→ Exercise goal
Look below for the line that has "text searched for.". Set down the lines from there through the line that has "pub fn term(identifier: impl", exactly as written.

(Stored data)
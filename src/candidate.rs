//! Linkable entities: glossary terms and documents.

use std::cmp::Reverse;
use std::collections::HashSet;

/// Which kind of page a candidate points to.
///
/// The kind decides the markup a match is wrapped in, see
/// [`CandidateKind::css_class`] and [`CandidateKind::data_attribute`].
#[derive(Debug, Clone, Copy, PartialEq, Eq, Hash)]
pub enum CandidateKind {
    Term,
    Document,
}

impl CandidateKind {
    /// Returns the class marker placed on generated link elements.
    #[must_use]
    pub const fn css_class(self) -> &'static str {
        match self {
            Self::Term => "term-link",
            Self::Document => "doc-link",
        }
    }

    /// Returns the data attribute carrying the candidate identifier.
    #[must_use]
    pub const fn data_attribute(self) -> &'static str {
        match self {
            Self::Term => "data-term",
            Self::Document => "data-doc",
        }
    }
}

/// A term or document whose title may be auto-linked.
///
/// The identifier is opaque routing data (usually the page path without
/// extension); the title is the literal text searched for.
#[derive(Debug, Clone, PartialEq, Eq, Hash)]
pub struct Candidate {
    identifier: String,
    title: String,
    kind: CandidateKind,
}

impl Candidate {
    /// Creates a new candidate.
    #[must_use]
    pub fn new(
        identifier: impl Into<String>,
        title: impl Into<String>,
        kind: CandidateKind,
    ) -> Self {
        Self {
            identifier: identifier.into(),
            title: title.into(),
            kind,
        }
    }

    /// Creates a glossary term candidate.
    #[must_use]
    pub fn term(identifier: impl Into<String>, title: impl Into<String>) -> Self {
        Self::new(identifier, title, CandidateKind::Term)
    }

    /// Creates a document candidate.
    #[must_use]
    pub fn document(identifier: impl Into<String>, title: impl Into<String>) -> Self {
        Self::new(identifier, title, CandidateKind::Document)
    }

    #[must_use]
    pub fn identifier(&self) -> &str {
        &self.identifier
    }

    #[must_use]
    pub fn title(&self) -> &str {
        &self.title
    }

    #[must_use]
    pub const fn kind(&self) -> CandidateKind {
        self.kind
    }
}

/// Prepares candidates for one linking pass.
///
/// Drops candidates with an empty title and repeated identifiers (first one
/// wins), then orders the rest by title length, longest first. The sort is
/// stable, so equal-length titles keep their input order.
#[must_use]
pub fn prepare(candidates: &[Candidate]) -> Vec<&Candidate> {
    let mut seen: HashSet<&str> = HashSet::new();
    let mut prepared: Vec<&Candidate> = candidates
        .iter()
        .filter(|c| !c.title.is_empty())
        .filter(|c| seen.insert(c.identifier.as_str()))
        .collect();
    prepared.sort_by_key(|c| Reverse(c.title.chars().count()));
    prepared
}
//! Table of contents extraction from rendered HTML.

use std::sync::LazyLock;

use regex::Regex;
use serde::Serialize;

static HEADING_RE: LazyLock<Regex> = LazyLock::new(|| {
    Regex::new(r"(?is)<h([1-6])([^>]*)>(.*?)</h[1-6]\s*>").expect("HEADING_RE is a valid regex")
});
static ID_ATTR_RE: LazyLock<Regex> = LazyLock::new(|| {
    Regex::new(r#"(?i)(?:^|\s)id\s*=\s*"([^"]*)""#).expect("ID_ATTR_RE is a valid regex")
});
static TAG_RE: LazyLock<Regex> =
    LazyLock::new(|| Regex::new(r"<[^>]*>").expect("TAG_RE is a valid regex"));

/// One heading in the document outline.
#[derive(Debug, Clone, PartialEq, Eq, Serialize)]
pub struct TocEntry {
    /// Anchor id to scroll to.
    pub id: String,
    /// Heading text with inner tags removed.
    pub text: String,
    /// Heading level, 1 through 6.
    pub level: u8,
}

/// Extracts the heading outline of `html` in document order.
///
/// An existing `id` attribute is used verbatim. Otherwise the id is derived
/// from the heading text with [`slugify`], falling back to
/// `heading-{level}-{index}` when nothing survives.
///
/// Identical headings produce identical ids; no suffix is added.
#[must_use]
pub fn extract_toc(html: &str) -> Vec<TocEntry> {
    let mut toc: Vec<TocEntry> = Vec::new();

    for caps in HEADING_RE.captures_iter(html) {
        let level = caps[1].parse::<u8>().unwrap_or(1);
        let text = TAG_RE.replace_all(&caps[3], "").into_owned();

        let mut id = ID_ATTR_RE
            .captures(&caps[2])
            .map(|id| id[1].to_string())
            .unwrap_or_default();
        if id.is_empty() {
            id = slugify(&text);
        }
        if id.is_empty() {
            id = format!("heading-{level}-{}", toc.len());
        }

        toc.push(TocEntry { id, text, level });
    }

    log::debug!("Extracted {} headings", toc.len());
    toc
}

/// Derives an anchor id from heading text.
///
/// - Lowercase
/// - Whitespace runs become a hyphen
/// - Only kana, common kanji, ASCII letters, digits and hyphens are kept
/// - Repeated hyphens collapse, leading/trailing hyphens are trimmed
#[must_use]
pub fn slugify(text: &str) -> String {
    let mut kept = String::with_capacity(text.len());
    let mut in_whitespace = false;

    for c in text.to_lowercase().chars() {
        if c.is_whitespace() {
            if !in_whitespace {
                kept.push('-');
            }
            in_whitespace = true;
            continue;
        }
        in_whitespace = false;
        if is_slug_char(c) {
            kept.push(c);
        }
    }

    let mut slug = String::with_capacity(kept.len());
    for c in kept.chars() {
        if c == '-' && (slug.is_empty() || slug.ends_with('-')) {
            continue;
        }
        slug.push(c);
    }
    if slug.ends_with('-') {
        slug.pop();
    }
    slug
}

const fn is_slug_char(c: char) -> bool {
    matches!(
        c,
        '\u{3040}'..='\u{309F}'
            | '\u{30A0}'..='\u{30FF}'
            | '\u{4E00}'..='\u{9FAF}'
            | 'a'..='z'
            | '0'..='9'
            | '-'
    )
}
//! # wiki-autolink
//!
//! Core of a markdown wiki viewer that automatically cross-links glossary
//! terms and document titles inside rendered HTML.
//!
//! ## Features
//!
//! - Literal, case-sensitive title matching suited to CJK text (no word
//!   boundaries required)
//! - Longest match wins when titles overlap or nest
//! - Pluggable exception rules: self-reference, kanji adjacency, custom
//!   patterns
//! - Never touches tag structure, attribute values or heading text
//! - Table of contents extraction with stable anchor ids
//! - `##term##` explicitly suppresses a link
//!
//! ## Usage
//!
//! ```
//! use wiki_autolink::{Candidate, default_rules, process_content_with_links};
//!
//! let html = "<p>Kubernetes runs Pod objects.</p>";
//! let terms = vec![Candidate::term("t1", "Pod")];
//! let linked = process_content_with_links(html, &terms, &[], "", &default_rules());
//!
//! assert_eq!(
//!     linked,
//!     r#"<p>Kubernetes runs <span class="term-link" data-term="t1">Pod</span> objects.</p>"#
//! );
//! ```
//!
//! ## Generated markup
//!
//! Terms become `<span class="term-link" data-term="{identifier}">` and
//! documents `<span class="doc-link" data-doc="{identifier}">`. The viewer
//! dispatches click and hover behavior on these class/attribute pairs.

pub mod candidate;
pub mod config;
pub mod linker;
pub mod matcher;
pub mod page;
pub mod project;
pub mod render;
pub mod rewriter;
pub mod rules;
pub mod settings;
pub mod toc;

pub use candidate::{Candidate, CandidateKind};
pub use config::Config;
pub use linker::{Linker, process_content_with_links};
pub use matcher::{Match, find_matches, resolve_overlaps};
pub use page::{Page, TermSections};
pub use project::{Project, RenderedPage, Workspace};
pub use rules::{ExceptionRule, RuleKind, RuleSet, default_rules, should_suppress};
pub use settings::{LinkRule, LinkSettings, RuleUpdate};
pub use toc::{TocEntry, extract_toc};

→ Answer to this task
/// extension); the title is the literal text searched for.
#[derive(Debug, Clone, PartialEq, Eq, Hash)]
pub struct Candidate {
    identifier: String,
    title: String,
    kind: CandidateKind,
}

impl Candidate {
    /// Creates a new candidate.
    #[must_use]
    pub fn new(
        identifier: impl Into<String>,
        title: impl Into<String>,
        kind: CandidateKind,
    ) -> Self {
        Self {
            identifier: identifier.into(),
            title: title.into(),
            kind,
        }
    }

    /// Creates a glossary term candidate.
    #[must_use]
    pub fn term(identifier: impl Into<String>, title: impl Into<String>) -> Self {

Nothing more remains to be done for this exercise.